'''

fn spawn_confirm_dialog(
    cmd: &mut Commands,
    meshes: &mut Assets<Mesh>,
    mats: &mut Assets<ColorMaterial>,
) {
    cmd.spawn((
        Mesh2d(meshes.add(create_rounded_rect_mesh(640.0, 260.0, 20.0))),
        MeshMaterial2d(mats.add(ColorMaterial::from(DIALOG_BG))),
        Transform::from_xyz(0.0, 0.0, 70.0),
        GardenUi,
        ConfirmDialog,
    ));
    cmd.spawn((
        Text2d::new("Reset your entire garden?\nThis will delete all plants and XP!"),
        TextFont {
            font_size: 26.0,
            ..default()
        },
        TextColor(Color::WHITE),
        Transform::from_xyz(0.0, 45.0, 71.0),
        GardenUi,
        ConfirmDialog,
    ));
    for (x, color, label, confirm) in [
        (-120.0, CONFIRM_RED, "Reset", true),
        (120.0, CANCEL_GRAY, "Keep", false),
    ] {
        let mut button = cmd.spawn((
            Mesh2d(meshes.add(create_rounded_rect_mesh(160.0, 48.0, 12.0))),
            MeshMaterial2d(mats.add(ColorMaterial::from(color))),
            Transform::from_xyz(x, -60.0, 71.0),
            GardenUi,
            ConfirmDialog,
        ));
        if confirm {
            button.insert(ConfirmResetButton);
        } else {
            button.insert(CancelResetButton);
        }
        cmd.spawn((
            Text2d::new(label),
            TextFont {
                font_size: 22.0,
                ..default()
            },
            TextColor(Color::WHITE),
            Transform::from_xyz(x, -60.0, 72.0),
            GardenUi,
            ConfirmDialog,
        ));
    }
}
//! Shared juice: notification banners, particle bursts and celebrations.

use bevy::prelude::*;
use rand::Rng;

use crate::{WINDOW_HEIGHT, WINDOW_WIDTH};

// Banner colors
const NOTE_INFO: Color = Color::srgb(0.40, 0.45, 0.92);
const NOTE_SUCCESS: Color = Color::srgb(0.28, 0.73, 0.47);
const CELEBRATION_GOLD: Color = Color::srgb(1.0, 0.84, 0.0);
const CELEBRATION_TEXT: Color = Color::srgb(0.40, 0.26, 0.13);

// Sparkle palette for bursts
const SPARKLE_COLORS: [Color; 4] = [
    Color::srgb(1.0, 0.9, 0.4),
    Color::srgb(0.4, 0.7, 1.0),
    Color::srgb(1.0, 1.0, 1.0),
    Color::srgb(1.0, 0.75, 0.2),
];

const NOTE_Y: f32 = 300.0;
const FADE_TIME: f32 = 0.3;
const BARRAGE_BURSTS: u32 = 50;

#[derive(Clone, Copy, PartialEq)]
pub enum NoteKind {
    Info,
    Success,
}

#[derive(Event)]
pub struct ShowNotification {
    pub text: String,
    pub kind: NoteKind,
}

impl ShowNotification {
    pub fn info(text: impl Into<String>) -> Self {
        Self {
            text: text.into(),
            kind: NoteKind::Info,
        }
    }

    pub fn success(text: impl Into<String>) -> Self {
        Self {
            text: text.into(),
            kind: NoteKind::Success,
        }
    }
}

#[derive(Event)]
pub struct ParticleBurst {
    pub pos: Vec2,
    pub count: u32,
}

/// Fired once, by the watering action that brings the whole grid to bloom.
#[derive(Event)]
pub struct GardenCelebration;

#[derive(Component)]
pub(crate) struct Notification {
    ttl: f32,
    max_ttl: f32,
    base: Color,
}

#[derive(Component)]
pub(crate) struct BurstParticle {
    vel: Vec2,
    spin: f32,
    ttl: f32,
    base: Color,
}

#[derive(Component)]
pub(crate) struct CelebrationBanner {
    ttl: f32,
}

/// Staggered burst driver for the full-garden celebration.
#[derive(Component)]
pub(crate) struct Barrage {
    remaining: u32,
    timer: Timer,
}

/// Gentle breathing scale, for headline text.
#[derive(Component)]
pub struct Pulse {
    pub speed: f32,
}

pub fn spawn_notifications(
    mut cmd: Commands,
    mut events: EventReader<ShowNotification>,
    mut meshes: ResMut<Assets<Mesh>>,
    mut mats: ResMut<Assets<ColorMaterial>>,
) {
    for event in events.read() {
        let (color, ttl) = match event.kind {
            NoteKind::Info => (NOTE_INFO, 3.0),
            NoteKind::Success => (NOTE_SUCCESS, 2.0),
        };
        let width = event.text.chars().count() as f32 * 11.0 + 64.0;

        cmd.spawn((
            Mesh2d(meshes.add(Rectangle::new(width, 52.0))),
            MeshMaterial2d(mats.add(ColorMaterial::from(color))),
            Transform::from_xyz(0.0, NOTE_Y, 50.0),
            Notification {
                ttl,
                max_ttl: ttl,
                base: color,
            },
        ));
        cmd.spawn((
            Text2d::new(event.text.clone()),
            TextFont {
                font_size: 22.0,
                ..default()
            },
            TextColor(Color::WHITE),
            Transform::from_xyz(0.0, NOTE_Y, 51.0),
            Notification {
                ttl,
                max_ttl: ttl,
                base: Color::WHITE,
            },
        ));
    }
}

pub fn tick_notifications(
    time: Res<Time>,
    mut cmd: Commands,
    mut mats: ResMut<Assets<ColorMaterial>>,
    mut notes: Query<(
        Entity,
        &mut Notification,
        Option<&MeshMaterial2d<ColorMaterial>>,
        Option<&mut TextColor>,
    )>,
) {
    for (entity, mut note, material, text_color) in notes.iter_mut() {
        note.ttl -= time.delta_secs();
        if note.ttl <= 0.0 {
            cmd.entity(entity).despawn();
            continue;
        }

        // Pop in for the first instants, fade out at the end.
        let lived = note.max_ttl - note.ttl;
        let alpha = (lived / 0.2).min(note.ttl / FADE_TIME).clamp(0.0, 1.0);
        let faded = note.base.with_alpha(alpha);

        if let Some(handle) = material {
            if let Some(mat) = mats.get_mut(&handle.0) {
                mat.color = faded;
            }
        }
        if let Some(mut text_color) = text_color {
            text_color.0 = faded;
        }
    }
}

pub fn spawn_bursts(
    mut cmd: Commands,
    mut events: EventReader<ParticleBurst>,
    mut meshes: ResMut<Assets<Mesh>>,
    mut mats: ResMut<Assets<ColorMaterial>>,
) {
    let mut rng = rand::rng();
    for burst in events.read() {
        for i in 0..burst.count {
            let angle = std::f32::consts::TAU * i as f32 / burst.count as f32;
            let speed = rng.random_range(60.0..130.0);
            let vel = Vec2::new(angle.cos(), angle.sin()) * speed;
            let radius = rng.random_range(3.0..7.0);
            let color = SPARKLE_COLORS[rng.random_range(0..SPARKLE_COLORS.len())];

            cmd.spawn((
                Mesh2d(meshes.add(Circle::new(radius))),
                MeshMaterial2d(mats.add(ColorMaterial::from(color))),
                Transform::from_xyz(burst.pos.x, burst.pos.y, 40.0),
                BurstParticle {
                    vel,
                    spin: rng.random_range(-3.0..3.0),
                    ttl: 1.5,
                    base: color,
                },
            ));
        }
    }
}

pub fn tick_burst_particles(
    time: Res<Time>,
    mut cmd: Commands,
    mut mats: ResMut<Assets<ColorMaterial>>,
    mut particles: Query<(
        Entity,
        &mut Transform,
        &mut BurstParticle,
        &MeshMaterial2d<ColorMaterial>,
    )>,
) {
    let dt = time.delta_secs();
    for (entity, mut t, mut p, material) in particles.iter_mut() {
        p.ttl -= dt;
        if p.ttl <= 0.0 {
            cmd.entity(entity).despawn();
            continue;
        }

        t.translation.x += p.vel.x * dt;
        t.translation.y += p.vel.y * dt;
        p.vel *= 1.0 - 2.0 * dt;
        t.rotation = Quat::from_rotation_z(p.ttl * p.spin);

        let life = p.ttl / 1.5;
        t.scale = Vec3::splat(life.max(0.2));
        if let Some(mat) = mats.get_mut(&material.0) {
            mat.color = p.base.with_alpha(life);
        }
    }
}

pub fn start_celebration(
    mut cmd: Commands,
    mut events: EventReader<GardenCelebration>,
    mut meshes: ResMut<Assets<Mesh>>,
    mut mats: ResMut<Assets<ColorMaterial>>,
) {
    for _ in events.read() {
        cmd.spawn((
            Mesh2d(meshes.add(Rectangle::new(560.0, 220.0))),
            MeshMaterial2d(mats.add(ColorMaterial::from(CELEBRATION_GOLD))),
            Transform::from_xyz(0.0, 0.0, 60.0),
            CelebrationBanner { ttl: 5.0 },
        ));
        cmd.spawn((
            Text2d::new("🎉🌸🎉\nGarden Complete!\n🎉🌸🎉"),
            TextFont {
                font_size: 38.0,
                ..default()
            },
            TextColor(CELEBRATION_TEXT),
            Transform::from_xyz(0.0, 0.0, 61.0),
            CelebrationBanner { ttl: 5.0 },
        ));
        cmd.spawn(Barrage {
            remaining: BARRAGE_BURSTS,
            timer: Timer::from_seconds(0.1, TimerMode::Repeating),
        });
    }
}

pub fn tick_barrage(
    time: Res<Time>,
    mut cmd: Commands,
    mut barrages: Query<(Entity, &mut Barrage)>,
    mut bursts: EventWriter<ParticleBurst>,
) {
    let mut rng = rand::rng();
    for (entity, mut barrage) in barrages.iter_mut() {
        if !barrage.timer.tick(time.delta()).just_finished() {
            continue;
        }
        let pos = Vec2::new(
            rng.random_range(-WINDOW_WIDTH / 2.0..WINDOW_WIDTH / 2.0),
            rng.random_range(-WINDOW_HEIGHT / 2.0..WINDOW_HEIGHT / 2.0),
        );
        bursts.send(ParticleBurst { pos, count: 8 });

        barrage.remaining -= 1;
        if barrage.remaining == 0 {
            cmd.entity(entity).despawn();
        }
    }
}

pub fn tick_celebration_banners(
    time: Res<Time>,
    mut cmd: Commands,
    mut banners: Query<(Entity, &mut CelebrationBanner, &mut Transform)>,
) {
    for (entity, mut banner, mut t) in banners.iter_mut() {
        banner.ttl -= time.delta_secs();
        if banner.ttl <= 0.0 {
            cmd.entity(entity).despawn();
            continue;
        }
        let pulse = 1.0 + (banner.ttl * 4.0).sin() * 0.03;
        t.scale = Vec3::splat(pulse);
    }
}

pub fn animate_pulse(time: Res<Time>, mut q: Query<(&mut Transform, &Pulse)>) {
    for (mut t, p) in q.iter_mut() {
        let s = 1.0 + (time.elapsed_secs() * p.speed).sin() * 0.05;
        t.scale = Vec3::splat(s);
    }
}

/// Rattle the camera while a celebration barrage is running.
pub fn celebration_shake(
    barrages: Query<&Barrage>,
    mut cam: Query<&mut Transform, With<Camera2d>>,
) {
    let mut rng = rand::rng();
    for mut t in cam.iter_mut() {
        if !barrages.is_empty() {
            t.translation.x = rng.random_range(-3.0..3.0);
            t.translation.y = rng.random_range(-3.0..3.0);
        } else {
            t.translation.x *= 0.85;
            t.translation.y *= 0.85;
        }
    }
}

'''

• _WHAT YOU ARE ASKED TO DO_: Go through the entries above and report each line with the string "impl" in it.

• _SOLUTION TO THIS PROBLEM_:
impl ShowNotification {
    pub fn info(text: impl Into<String>) -> Self {
    pub fn success(text: impl Into<String>) -> Self {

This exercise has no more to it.